While there are many ways parents can embarrass their offspring as evidenced by this feature in the New York Times last October; one consistent complaint I have heard from clients is as follows. As parents, even when we are just being their biggest cheerleader and celebrating their accomplishments – it can be construed as embarrassing and 100% cringe-worthy. To this end, if we want to keep the lines of communication open with our teens throughout high school, and let them know their feelings (all their feelings) matter, one small change we can make is by being their biggest SILENT cheerleader.

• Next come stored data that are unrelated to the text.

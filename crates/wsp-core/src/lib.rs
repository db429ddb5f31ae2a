//! Station access and history reconstruction for Fineoffset USB weather
//! stations (WH1080, WH1081, WH3080 and rebadged variants).
//!
//! This crate sits on top of [`wsp_types`] and adds everything that needs
//! memory access: reading the settings block with magic-number validation,
//! walking the circular history ring, placing records in time, and deriving
//! dew point, wind chill, relative pressure and rain windows.
//!
//! # Features
//!
//! - **Transports**: any [`StationMemory`]; [`DumpFile`] serves a memory
//!   image from disk, [`MockStation`] an in-memory one for tests
//! - **Settings**: read with bounded retries, write read period, timezone
//!   and memory reset
//! - **History**: newest-first walk over the 4080-chunk ring with
//!   wrap-around and 1-based logical indices
//! - **Derived metrics**: dew point, wind chill, Beaufort, relative pressure,
//!   rain over the last hour and day
//! - **Dumps**: copy the full 64 KiB image with progress reporting
//!
//! # Quick Start
//!
//! ```
//! use wsp_core::{HistoryOptions, MockRecord, MockStationBuilder, Station};
//!
//! let mock = MockStationBuilder::new()
//!     .records(MockRecord::default(), 3)
//!     .build();
//! let mut station = Station::new(mock);
//!
//! let settings = station.read_settings().unwrap();
//! let history = station
//!     .read_history(&settings, &HistoryOptions::new().count(2))
//!     .unwrap();
//! assert_eq!(history.len(), 2);
//!
//! let newest = history.newest().unwrap();
//! println!("{} {:.1} °C", newest.timestamp, newest.record.outdoor_temperature());
//! ```

pub mod commands;
pub mod dump;
pub mod error;
pub mod history;
pub mod mock;
pub mod retry;
pub mod settings;
pub mod station;
pub mod traits;
pub mod weather;

// Core exports
pub use dump::DumpFile;
pub use error::{Error, Result};
pub use history::{History, HistoryOptions, HistoryProgress, ProgressCallback};
pub use mock::{MockRecord, MockStation, MockStationBuilder};
pub use retry::{with_retry, RetryConfig};
pub use station::{DumpCallback, DumpProgress, Station};
pub use traits::StationMemory;
pub use weather::RainTotals;

// Re-export from wsp-types
pub use wsp_types::layout;
pub use wsp_types::{
    BcdDate, HistoryItem, ParseError, StationSettings, WeatherRecord, WindDirection,
};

GREAT! …. HOW? …So glad you asked!

The 5 Steps to Being Your Teens Biggest SILENT Cheerleader

Step #1: Pile on the praise…at home and in private … even when our kiddos roll their eyes and tell us to stop – there is a small piece of them that fills with pride when they hear their parents believe in them and are proud of them – so do this when they are the only one around AS MUCH AS POSSIBLE!

Step #2: Leave them love notes … whether it’s email, text messages, post-it notes on their mirrors, or a shared parent/child journal … giving your teen WRITTEN confirmation, that they can return to time-and-again, is a gift that they will treasure (even when they slam their doors and say you are the worst parent ever).

Step #3: Talk them up when they aren’t around… this will do wonders for you both. When you choose to focus on their positive traits and accomplishments when talking to friends and family, you feel better about your relationship with them, and they feel pride when others comment positively to them about thing you have shared. You don’t have to go overboard and be the non-stop bragging parent – but honestly – better that that the always-complaining-about-my-teen parent.

Step #4: (MY FAVE!) Have a secret signal! When you are out in public … and you just want to shout from the ROOFTOPS how amazing your kiddo is… but they have made it clear they DO NOT like you to gush in public … use your secret signal. This is just between the two of you to let them know how you feel. Whether it is a special wink, nod, or hand gesture … or maybe a special high five or pat on the back, let them know that it is taking EVERYTHING in your power to not 100% embarrass them in this moment.

Step #5: Last but not least… once in awhile … forget these steps and embrace your rights as a parent to make a big sloppy mess of yourself as you celebrate the amazing human you are raising! Once in a while won’t kill them!